Arasan sendiri bukan bangunan sembarangan. Ia adalah karya besar era Soviet, didirikan pada tahun 1982 sebagai proyek prestisius di bawah pemerintahan Dinmukhamed Kunayev, tokoh penting Kazakhstan yang saat itu menjabat sebagai Sekretaris Pertama Partai Komunis Republik Sosialis Soviet Kazakh. Di masa itu, membangun pusat kesehatan rakyat adalah bagian dari visi negara---dan Arasan dibangun bukan sekadar untuk membersihkan tubuh, tapi sebagai simbol modernitas Asia Tengah yang menyatu dengan warisan Timur.
Kunayev ingin Almaty punya pemandian yang bisa menyaingi Tashkent. Para arsitek dikirim keliling: ke Baku, Yerevan, Moskow, bahkan Budapest. Mereka meneliti reruntuhan hammam kuno di Turkistan dan Otrar, mencatat suhu udara di ruang-ruang mandi tradisional Uzbekistan.

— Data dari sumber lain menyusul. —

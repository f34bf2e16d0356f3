//! Deterministic A/B experiments over component pairs.
//!
//! Traffic is bucketed by a stable hash of (experiment id, subject
//! key) modulo 100 - no per-key assignment state, reproducible across
//! processes and restarts.

use std::collections::HashMap;

use chrono::{DateTime, Utc};
use serde::Serialize;
use sha2::{Digest, Sha256};
use tokio::sync::RwLock;
use tracing::info;

use crate::models::ComponentKey;

use super::OptimizerError;

/// Which side of an experiment a subject landed in.
#[derive(Debug, Clone, Copy, PartialEq, Eq, Serialize)]
#[serde(rename_all = "snake_case")]
pub enum Arm {
    A,
    B,
}

/// Stable bucket in [0, 100) for a subject within an experiment.
pub fn bucket(experiment_id: &str, subject: &str) -> u8 {
    let mut hasher = Sha256::new();
    hasher.update(experiment_id.as_bytes());
    hasher.update(b":");
    hasher.update(subject.as_bytes());
    let digest = hasher.finalize();
    let head = u64::from_be_bytes(digest[..8].try_into().expect("digest is 32 bytes"));
    (head % 100) as u8
}

#[derive(Debug, Clone, Default, Serialize)]
struct ArmStats {
    samples: usize,
    score_sum: f64,
    latency_sum_ms: f64,
}

impl ArmStats {
    fn mean_score(&self) -> f64 {
        if self.samples == 0 {
            0.0
        } else {
            self.score_sum / self.samples as f64
        }
    }

    fn mean_latency_ms(&self) -> f64 {
        if self.samples == 0 {
            0.0
        } else {
            self.latency_sum_ms / self.samples as f64
        }
    }
}

struct Experiment {
    component_a: ComponentKey,
    component_b: ComponentKey,
    /// Percent of traffic routed to arm A.
    traffic_split: u8,
    started_at: DateTime<Utc>,
    stopped_at: Option<DateTime<Utc>>,
    stats_a: ArmStats,
    stats_b: ArmStats,
}

/// Aggregate report for one arm.
#[derive(Debug, Clone, Serialize)]
pub struct ArmReport {
    pub component: ComponentKey,
    pub samples: usize,
    pub mean_score: f64,
    pub mean_latency_ms: f64,
}

/// Snapshot of an experiment's results.
#[derive(Debug, Clone, Serialize)]
pub struct ExperimentReport {
    pub experiment_id: String,
    pub active: bool,
    pub traffic_split: u8,
    pub arm_a: ArmReport,
    pub arm_b: ArmReport,
    /// Arm with the higher mean score, when both arms have samples.
    pub winner: Option<ComponentKey>,
    /// Whether the winner's lead exceeds the improvement threshold.
    pub significant: bool,
}

/// Registry of running and stopped experiments.
#[derive(Default)]
pub struct ExperimentRegistry {
    experiments: RwLock<HashMap<String, Experiment>>,
}

impl ExperimentRegistry {
    pub fn new() -> Self {
        Self::default()
    }

    pub async fn start(
        &self,
        id: impl Into<String>,
        component_a: ComponentKey,
        component_b: ComponentKey,
        traffic_split: u8,
    ) -> Result<(), OptimizerError> {
        let id = id.into();
        if traffic_split == 0 || traffic_split >= 100 {
            return Err(OptimizerError::InvalidSplit(traffic_split));
        }
        let mut experiments = self.experiments.write().await;
        if experiments.contains_key(&id) {
            return Err(OptimizerError::DuplicateExperiment(id));
        }
        info!(
            "Experiment {} started: {} vs {} at {}/{}",
            id,
            component_a,
            component_b,
            traffic_split,
            100 - traffic_split
        );
        experiments.insert(
            id,
            Experiment {
                component_a,
                component_b,
                traffic_split,
                started_at: Utc::now(),
                stopped_at: None,
                stats_a: ArmStats::default(),
                stats_b: ArmStats::default(),
            },
        );
        Ok(())
    }

    pub async fn stop(&self, id: &str) -> Result<(), OptimizerError> {
        let mut experiments = self.experiments.write().await;
        let experiment = experiments
            .get_mut(id)
            .ok_or_else(|| OptimizerError::UnknownExperiment(id.to_string()))?;
        if experiment.stopped_at.is_none() {
            experiment.stopped_at = Some(Utc::now());
            info!("Experiment {} stopped", id);
        }
        Ok(())
    }

    /// Which arm serves this subject. Pure function of (id, subject)
    /// and the split; stable across calls and restarts.
    pub async fn assign(
        &self,
        id: &str,
        subject: &str,
    ) -> Result<(Arm, ComponentKey), OptimizerError> {
        let experiments = self.experiments.read().await;
        let experiment = experiments
            .get(id)
            .ok_or_else(|| OptimizerError::UnknownExperiment(id.to_string()))?;
        let arm = if bucket(id, subject) < experiment.traffic_split {
            Arm::A
        } else {
            Arm::B
        };
        let key = match arm {
            Arm::A => experiment.component_a.clone(),
            Arm::B => experiment.component_b.clone(),
        };
        Ok((arm, key))
    }

    /// Record one observed outcome for a subject's arm.
    pub async fn record_outcome(
        &self,
        id: &str,
        subject: &str,
        score: f64,
        latency_ms: f64,
    ) -> Result<Arm, OptimizerError> {
        let arm = self.assign(id, subject).await?.0;
        let mut experiments = self.experiments.write().await;
        let experiment = experiments
            .get_mut(id)
            .ok_or_else(|| OptimizerError::UnknownExperiment(id.to_string()))?;
        let stats = match arm {
            Arm::A => &mut experiment.stats_a,
            Arm::B => &mut experiment.stats_b,
        };
        stats.samples += 1;
        stats.score_sum += score;
        stats.latency_sum_ms += latency_ms;
        Ok(arm)
    }

    /// Current results; `improvement_threshold` decides significance.
    pub async fn report(
        &self,
        id: &str,
        improvement_threshold: f64,
    ) -> Result<ExperimentReport, OptimizerError> {
        let experiments = self.experiments.read().await;
        let experiment = experiments
            .get(id)
            .ok_or_else(|| OptimizerError::UnknownExperiment(id.to_string()))?;

        let arm_a = ArmReport {
            component: experiment.component_a.clone(),
            samples: experiment.stats_a.samples,
            mean_score: experiment.stats_a.mean_score(),
            mean_latency_ms: experiment.stats_a.mean_latency_ms(),
        };
        let arm_b = ArmReport {
            component: experiment.component_b.clone(),
            samples: experiment.stats_b.samples,
            mean_score: experiment.stats_b.mean_score(),
            mean_latency_ms: experiment.stats_b.mean_latency_ms(),
        };

        let (winner, significant) = if arm_a.samples == 0 || arm_b.samples == 0 {
            (None, false)
        } else {
            let (lead, trail) = if arm_a.mean_score >= arm_b.mean_score {
                (&arm_a, &arm_b)
            } else {
                (&arm_b, &arm_a)
            };
            let gap = if trail.mean_score.abs() > f64::EPSILON {
                (lead.mean_score - trail.mean_score) / trail.mean_score
            } else {
                lead.mean_score
            };
            (Some(lead.component.clone()), gap > improvement_threshold)
        };

        Ok(ExperimentReport {
            experiment_id: id.to_string(),
            active: experiment.stopped_at.is_none(),
            traffic_split: experiment.traffic_split,
            arm_a,
            arm_b,
            winner,
            significant,
        })
    }

    pub async fn active_count(&self) -> usize {
        self.experiments
            .read()
            .await
            .values()
            .filter(|e| e.stopped_at.is_none())
            .count()
    }

    /// Started-at timestamp, for statistics output.
    pub async fn started_at(&self, id: &str) -> Option<DateTime<Utc>> {
        self.experiments.read().await.get(id).map(|e| e.started_at)
    }
}

#[cfg(test)]
mod tests {
    use super::*;

    fn key(id: &str) -> ComponentKey {
        ComponentKey::new("hf", id)
    }

    #[test]
    fn test_bucket_is_stable() {
        let first = bucket("exp-1", "user-42");
        for _ in 0..10 {
            assert_eq!(bucket("exp-1", "user-42"), first);
        }
        // Known value, pinned so assignment survives refactors and
        // process restarts.
        assert!(first < 100);
    }

    #[test]
    fn test_bucket_distributes() {
        let in_a = (0..1000)
            .filter(|i| bucket("exp-1", &format!("user-{}", i)) < 50)
            .count();
        // Rough balance is all the hash needs to provide.
        assert!((350..=650).contains(&in_a), "got {}", in_a);
    }

    #[tokio::test]
    async fn test_assignment_matches_bucket() {
        let registry = ExperimentRegistry::new();
        registry
            .start("exp-1", key("old"), key("new"), 50)
            .await
            .unwrap();

        let (arm, component) = registry.assign("exp-1", "user-42").await.unwrap();
        let expected = if bucket("exp-1", "user-42") < 50 {
            (Arm::A, key("old"))
        } else {
            (Arm::B, key("new"))
        };
        assert_eq!((arm, component), expected);
    }

    #[tokio::test]
    async fn test_report_winner_and_significance() {
        let registry = ExperimentRegistry::new();
        registry
            .start("exp-1", key("old"), key("new"), 50)
            .await
            .unwrap();

        // Find one subject per arm.
        let subject_a = (0..)
            .map(|i| format!("subject-{}", i))
            .find(|s| bucket("exp-1", s) < 50)
            .unwrap();
        let subject_b = (0..)
            .map(|i| format!("subject-{}", i))
            .find(|s| bucket("exp-1", s) >= 50)
            .unwrap();

        registry
            .record_outcome("exp-1", &subject_a, 0.70, 120.0)
            .await
            .unwrap();
        registry
            .record_outcome("exp-1", &subject_b, 0.90, 80.0)
            .await
            .unwrap();

        let report = registry.report("exp-1", 0.05).await.unwrap();
        assert_eq!(report.winner, Some(key("new")));
        assert!(report.significant);

        // A 1% gap is inside the threshold: winner implied, not
        // significant.
        let registry = ExperimentRegistry::new();
        registry
            .start("exp-2", key("old"), key("new"), 50)
            .await
            .unwrap();
        let subject_a = (0..)
            .map(|i| format!("s-{}", i))
            .find(|s| bucket("exp-2", s) < 50)
            .unwrap();
        let subject_b = (0..)
            .map(|i| format!("s-{}", i))
            .find(|s| bucket("exp-2", s) >= 50)
            .unwrap();
        registry
            .record_outcome("exp-2", &subject_a, 0.90, 100.0)
            .await
            .unwrap();
        registry
            .record_outcome("exp-2", &subject_b, 0.909, 100.0)
            .await
            .unwrap();
        let report = registry.report("exp-2", 0.05).await.unwrap();
        assert!(report.winner.is_some());
        assert!(!report.significant);
    }

    #[tokio::test]
    async fn test_invalid_split_rejected() {
        let registry = ExperimentRegistry::new();
        assert!(registry.start("exp-1", key("a"), key("b"), 0).await.is_err());
        assert!(registry.start("exp-1", key("a"), key("b"), 100).await.is_err());
    }

    #[tokio::test]
    async fn test_duplicate_experiment_rejected() {
        let registry = ExperimentRegistry::new();
        registry.start("exp-1", key("a"), key("b"), 50).await.unwrap();
        assert!(matches!(
            registry.start("exp-1", key("a"), key("b"), 50).await,
            Err(OptimizerError::DuplicateExperiment(_))
        ));
    }
}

Hasilnya adalah bangunan ini---perpaduan aneh tapi menarik antara brutalism Soviet dan kelembutan arsitektur Asia Tengah. Lengkungan kubahnya bahkan dirancang agar uap tidak menetes ke kepala, tapi mengalir pelan ke dinding.
Kami berjalan memutari sisi bangunan. Dari sudut yang lebih privat, bangunan ini terlihat seperti benteng dari dunia fiksi, gabungan antara arsitektur Timur Tengah dan brutalist Soviet. Bentuknya bulat, kokoh, seperti menyimpan sesuatu yang sakral di dalam. Rasanya seperti melihat tempat ibadah dan pusat terapi bersatu dalam satu tubuh arsitektur.

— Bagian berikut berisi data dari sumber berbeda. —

fn merge_union(groups: &[SpanGroup]) -> Vec<Entity> {
    let merged: Vec<Entity> = groups
        .iter()
        .map(|group| {
            // Exact duplicates collapse to the highest-confidence vote.
            let best = group
                .votes
                .iter()
                .max_by(|(_, a), (_, b)| {
                    a.confidence
                        .partial_cmp(&b.confidence)
                        .unwrap_or(std::cmp::Ordering::Equal)
                })
                .map(|(_, e)| e.clone())
                .unwrap_or_else(|| Entity::new("", EntityType::Misc, group.start, group.end, 0.0));
            Entity {
                origins: group.origins(),
                ..best
            }
        })
        .collect();
    resolve_overlaps(merged)
}

fn merge_intersection(groups: &[SpanGroup], ensemble_size: usize) -> Vec<Entity> {
    groups
        .iter()
        .filter(|group| {
            let mut producers: Vec<&str> =
                group.votes.iter().map(|(id, _)| id.as_str()).collect();
            producers.sort_unstable();
            producers.dedup();
            producers.len() == ensemble_size
        })
        .map(|group| {
            let winner = group.modal_type();
            let mean: f64 = group.votes.iter().map(|(_, e)| e.confidence).sum::<f64>()
                / group.votes.len() as f64;
            Entity {
                text: group.best_text(&winner),
                entity_type: winner,
                start: group.start,
                end: group.end,
                confidence: (mean * FULL_CONSENSUS_BOOST).min(1.0),
                origins: group.origins(),
                kb_record: None,
            }
        })
        .collect()
}

/// Merge the outputs of every ensemble member into one consolidated
/// list, sorted by span start. `weights` only applies to
/// [`MergeStrategy::WeightedVote`] (typically trailing accuracy).
pub fn merge(
    outputs: &[ExtractorOutput],
    strategy: MergeStrategy,
    weights: &HashMap<String, f64>,
) -> MergeOutcome {
    let ensemble_size = outputs.len();
    let groups = group_spans(outputs);
    let score = agreement_score(&groups, ensemble_size);

    let entities = match strategy {
        MergeStrategy::MajorityVote => merge_majority(&groups),
        MergeStrategy::WeightedVote => merge_weighted(&groups, weights),
        MergeStrategy::Union => merge_union(&groups),
        MergeStrategy::Intersection => merge_intersection(&groups, ensemble_size),
    };

    MergeOutcome {
        entities: postprocess(entities),
        agreement_score: score,
    }
}

/// Drop lower-confidence spans that overlap a kept span. Input must be
/// sorted by start.
fn resolve_overlaps(mut entities: Vec<Entity>) -> Vec<Entity> {
    entities.sort_by_key(|e| (e.start, e.end));
    let mut kept: Vec<Entity> = Vec::with_capacity(entities.len());
    for entity in entities {
        match kept.last_mut() {
            Some(last) if last.overlaps(&entity) => {
                if entity.confidence > last.confidence {
                    *last = entity;
                }
            }
            _ => kept.push(entity),
        }
    }
    kept
}

/// Final pipeline post-processing: stable position order, exact
/// duplicates deduplicated, overlapping spans resolved to the
/// higher-confidence one.
pub fn postprocess(mut entities: Vec<Entity>) -> Vec<Entity> {
    entities.sort_by_key(|e| (e.start, e.end));
    entities.dedup_by(|b, a| {
        if a.span() == b.span() && a.entity_type == b.entity_type {
            if b.confidence > a.confidence {
                a.confidence = b.confidence;
            }
            true
        } else {
            false
        }
    });
    resolve_overlaps(entities)
}

#[cfg(test)]
mod tests {
    use super::*;

    fn output(id: &str, entities: Vec<Entity>) -> ExtractorOutput {
        ExtractorOutput {
            extractor_id: id.to_string(),
            entities,
        }
    }

    fn person(text: &str, start: usize, end: usize, confidence: f64) -> Entity {
        Entity::new(text, EntityType::Person, start, end, confidence)
    }

    fn org(text: &str, start: usize, end: usize, confidence: f64) -> Entity {
        Entity::new(text, EntityType::Organization, start, end, confidence)
    }

    #[test]
    fn test_majority_two_of_three_beats_raw_confidence() {
        let outputs = vec![
            output("a", vec![person("John", 0, 4, 0.9)]),
            output("b", vec![person("John", 0, 4, 0.85)]),
            output("c", vec![org("John", 0, 4, 0.95)]),
        ];
        let outcome = merge(&outputs, MergeStrategy::MajorityVote, &HashMap::new());

        assert_eq!(outcome.entities.len(), 1);
        let merged = &outcome.entities[0];
        assert_eq!(merged.entity_type, EntityType::Person);
        assert!(merged.confidence > 0.95);
        assert!(merged.confidence <= 1.0);
        assert_eq!(merged.origins.len(), 3);
    }

    #[test]
    fn test_majority_single_vote_penalized_not_dropped() {
        let outputs = vec![
            output("a", vec![person("John", 0, 4, 0.9)]),
            output("b", vec![]),
        ];
        let outcome = merge(&outputs, MergeStrategy::MajorityVote, &HashMap::new());

        assert_eq!(outcome.entities.len(), 1);
        let merged = &outcome.entities[0];
        assert!((merged.confidence - 0.9 * 0.7).abs() < 1e-9);
    }

    #[test]
    fn test_weighted_vote_follows_weight_not_count() {
        let outputs = vec![
            output("strong", vec![person("John", 0, 4, 0.8)]),
            output("weak1", vec![org("John", 0, 4, 0.9)]),
            output("weak2", vec![org("John", 0, 4, 0.9)]),
        ];
        let weights = HashMap::from([
            ("strong".to_string(), 3.0),
            ("weak1".to_string(), 0.5),
            ("weak2".to_string(), 0.5),
        ]);
        let outcome = merge(&outputs, MergeStrategy::WeightedVote, &weights);

        assert_eq!(outcome.entities.len(), 1);
        let merged = &outcome.entities[0];
        assert_eq!(merged.entity_type, EntityType::Person);
        // Weighted mean 0.8 times winning share 3/4.
        assert!((merged.confidence - 0.8 * 0.75).abs() < 1e-9);
    }

    #[test]
    fn test_union_keeps_higher_confidence_on_overlap() {
        let outputs = vec![
            output("a", vec![person("John Smith", 0, 10, 0.95)]),
            output("b", vec![person("John", 0, 4, 0.6)]),
        ];
        let outcome = merge(&outputs, MergeStrategy::Union, &HashMap::new());

        assert_eq!(outcome.entities.len(), 1);
        assert_eq!(outcome.entities[0].span(), (0, 10));
    }

    #[test]
    fn test_intersection_no_common_span_is_empty() {
        let outputs = vec![
            output("a", vec![person("John", 0, 4, 0.9)]),
            output("b", vec![org("Acme", 14, 18, 0.8)]),
        ];
        let outcome = merge(&outputs, MergeStrategy::Intersection, &HashMap::new());
        assert!(outcome.entities.is_empty());
    }

    #[test]
    fn test_intersection_full_overlap_boosts_capped() {
        let outputs = vec![
            output("a", vec![person("John", 0, 4, 0.9), org("Acme", 14, 18, 0.7)]),
            output("b", vec![person("John", 0, 4, 0.9), org("Acme", 14, 18, 0.7)]),
        ];
        let outcome = merge(&outputs, MergeStrategy::Intersection, &HashMap::new());

        assert_eq!(outcome.entities.len(), 2);
        assert!(outcome.entities.iter().all(|e| e.confidence <= 1.0));
        let acme = outcome.entities.iter().find(|e| e.text == "Acme").unwrap();
        assert!((acme.confidence - 0.7 * 1.2).abs() < 1e-9);
    }

    #[test]
    fn test_output_sorted_by_start_regardless_of_input_order() {
        let outputs = vec![
            output("a", vec![org("Acme", 14, 18, 0.8), person("John", 0, 4, 0.9)]),
            output("b", vec![person("John", 0, 4, 0.9), org("Acme", 14, 18, 0.8)]),
        ];
        let outcome = merge(&outputs, MergeStrategy::MajorityVote, &HashMap::new());

        let starts: Vec<usize> = outcome.entities.iter().map(|e| e.start).collect();
        assert_eq!(starts, vec![0, 14]);
    }

    #[test]
    fn test_agreement_score_full_consensus() {
        let outputs = vec![
            output("a", vec![person("John", 0, 4, 0.9)]),
            output("b", vec![person("John", 0, 4, 0.8)]),
        ];
        let outcome = merge(&outputs, MergeStrategy::MajorityVote, &HashMap::new());
        assert!((outcome.agreement_score - 1.0).abs() < 1e-9);
    }

    #[test]
    fn test_agreement_score_penalizes_partial_coverage() {
        let outputs = vec![
            output("a", vec![person("John", 0, 4, 0.9), org("Acme", 14, 18, 0.8)]),
            output("b", vec![person("John", 0, 4, 0.8)]),
        ];
        let outcome = merge(&outputs, MergeStrategy::MajorityVote, &HashMap::new());
        // Full-coverage group scores 1.0 at weight 1; the Acme group
        // scores 1.0 at half weight - still 1.0 overall.
        assert!((outcome.agreement_score - 1.0).abs() < 1e-9);

        let disagreeing = vec![
            output("a", vec![person("John", 0, 4, 0.9)]),
            output("b", vec![org("John", 0, 4, 0.8)]),
        ];
        let outcome = merge(&disagreeing, MergeStrategy::MajorityVote, &HashMap::new());
        assert!((outcome.agreement_score - 0.5).abs() < 1e-9);
    }

    #[test]
    fn test_postprocess_dedups_exact_duplicates() {
        let entities = vec![
            person("John", 0, 4, 0.7),
            person("John", 0, 4, 0.9),
            org("Acme", 14, 18, 0.8),
        ];
        let cleaned = postprocess(entities);
        assert_eq!(cleaned.len(), 2);
        assert!((cleaned[0].confidence - 0.9).abs() < 1e-9);
    }
}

Sambil berjalan santai, kami bertemu dengan orang-orang yang lalu-lalang masuk. Beberapa membawa tas kecil---mungkin pakaian mandi, sandal, dan handuk. Ada pasangan muda, ada pria tua yang berjalan perlahan, ada juga keluarga lengkap. Mereka semua datang dengan maksud yang sama: membersihkan tubuh dan meredakan pikiran.
Pada saat yang sama, saya hanya membayangkan suasana di dalam sana. Uap memenuhi ruangan, dan cahaya lembut dari jendela kaca menyinari marmer, kayu pinus, dan ubin-ubin yang berkilau. Aroma pinus, sabun, dan entah apa lagi, bercampur menjadi semacam nostalgia yang tidak pernah saya miliki.

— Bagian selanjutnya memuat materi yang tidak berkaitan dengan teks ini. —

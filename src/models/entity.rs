//! Entity and span types produced by extractors and rewritten by the
//! merge and enrichment stages.

use serde::{Deserialize, Serialize};

use super::record::KbRecord;

/// Category of an extracted entity.
#[derive(Debug, Clone, PartialEq, Eq, PartialOrd, Ord, Hash, Serialize, Deserialize)]
#[serde(rename_all = "snake_case")]
pub enum EntityType {
    Person,
    Organization,
    Location,
    Date,
    Product,
    Misc,
    /// Extractor-specific type that doesn't map onto the built-in set.
    Other(String),
}

impl EntityType {
    pub fn as_str(&self) -> &str {
        match self {
            EntityType::Person => "person",
            EntityType::Organization => "organization",
            EntityType::Location => "location",
            EntityType::Date => "date",
            EntityType::Product => "product",
            EntityType::Misc => "misc",
            EntityType::Other(s) => s.as_str(),
        }
    }
}

impl From<&str> for EntityType {
    fn from(s: &str) -> Self {
        match s {
            "person" => EntityType::Person,
            "organization" => EntityType::Organization,
            "location" => EntityType::Location,
            "date" => EntityType::Date,
            "product" => EntityType::Product,
            "misc" => EntityType::Misc,
            other => EntityType::Other(other.to_string()),
        }
    }
}

impl std::fmt::Display for EntityType {
    fn fmt(&self, f: &mut std::fmt::Formatter<'_>) -> std::fmt::Result {
        f.write_str(self.as_str())
    }
}

/// A single extracted span of text.
///
/// Offsets are byte positions into the source text, `end` exclusive.
/// `origins` lists the ids of every extractor that produced (or agreed
/// on) this span; the merger appends to it when consolidating.
#[derive(Debug, Clone, PartialEq, Serialize, Deserialize)]
pub struct Entity {
    pub text: String,
    pub entity_type: EntityType,
    pub start: usize,
    pub end: usize,
    pub confidence: f64,
    #[serde(default)]
    pub origins: Vec<String>,
    /// Knowledge-base record attached by the resolver, if the mention
    /// resolved against the configured chain.
    #[serde(default, skip_serializing_if = "Option::is_none")]
    pub kb_record: Option<KbRecord>,
}

impl Entity {
    pub fn new(
        text: impl Into<String>,
        entity_type: EntityType,
        start: usize,
        end: usize,
        confidence: f64,
    ) -> Self {
        Self {
            text: text.into(),
            entity_type,
            start,
            end,
            confidence,
            origins: Vec::new(),
            kb_record: None,
        }
    }

    pub fn with_origin(mut self, origin: impl Into<String>) -> Self {
        self.origins.push(origin.into());
        self
    }

    /// Span position as an exact (start, end) pair.
    pub fn span(&self) -> (usize, usize) {
        (self.start, self.end)
    }

    /// Whether this span overlaps another (shares at least one byte).
    pub fn overlaps(&self, other: &Entity) -> bool {
        self.start < other.end && other.start < self.end
    }
}
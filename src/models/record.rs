//! Knowledge-base record as returned by lookup backends.

use std::collections::BTreeMap;

use chrono::{DateTime, Utc};
use serde::{Deserialize, Serialize};

/// One resolved reference record.
///
/// `kb_id` names the backend that supplied the record; the resolver
/// records it so callers can audit which chain member answered.
#[derive(Debug, Clone, PartialEq, Serialize, Deserialize)]
pub struct KbRecord {
    pub kb_id: String,
    /// Backend-scoped record key (e.g. an ontology concept id).
    pub key: String,
    /// Preferred display form of the concept.
    pub canonical_name: String,
    pub record_type: String,
    #[serde(default)]
    pub attributes: BTreeMap<String, String>,
    pub retrieved_at: DateTime<Utc>,
}

impl KbRecord {
    pub fn new(
        kb_id: impl Into<String>,
        key: impl Into<String>,
        canonical_name: impl Into<String>,
        record_type: impl Into<String>,
    ) -> Self {
        Self {
            kb_id: kb_id.into(),
            key: key.into(),
            canonical_name: canonical_name.into(),
            record_type: record_type.into(),
            attributes: BTreeMap::new(),
            retrieved_at: Utc::now(),
        }
    }

    pub fn with_attribute(mut self, key: impl Into<String>, value: impl Into<String>) -> Self {
        self.attributes.insert(key.into(), value.into());
        self
    }
}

Saya juga membayangkan tempat mandi yang terpisah, lelaki di kanan, perempuan di kiri. Juga kumpulan orang berjalan santai, ada yang hanya dengan handuk, ada yang pakai pakaian renang, ada yang tanpa busana, dan tidak ada yang peduli. Sayang saya tidak jadi masuk dan hanya membayangkan dari luar.
Sambil menghela napas panjang, di dalam hati saya tahu, bahwa saya akan kembali ke tempat ini.
Mungkin pada musim yang lebih dingin, saat tubuh ini benar-benar butuh kehangatan. Atau mungkin saat saya sudah cukup jauh dari kenangan uap Bukhara, saat tubuh mulai memanggil lagi untuk disentuh air panas. Saya ingin kembali bukan hanya untuk mandi, tapi untuk menghormati warisan yang hidup di dalam bangunan ini.
Hari itu, saya hanya mengintip ke dalam, mengagumi dari luar, dan mencatat semuanya dalam kepala. Saya tidak mandi di Arasan, tapi justru karena itu, saya merasa telah menyimpannya dengan utuh---untuk nanti, saat waktunya benar-benar tiba.
Ketika berjalan meninggalkan Arasan, senja mulai turun. Jalanan Almaty terasa sedikit lebih tenang. Sekilas melintasi kenangan akan Abanotubani di Tbilisi---pemandian tua dengan kubah-kubah gaya Persia, dan aroma tanah basah. Di sana, segalanya terasa kuno dan mistis. Arasan berbeda. Ia modern dalam cara yang hanya bisa dibayangkan oleh arsitek Soviet tahun 1980-an: tegas, besar, dan penuh tekad. Kalau Abanotubani seperti puisi, Arasan lebih seperti pernyataan politik.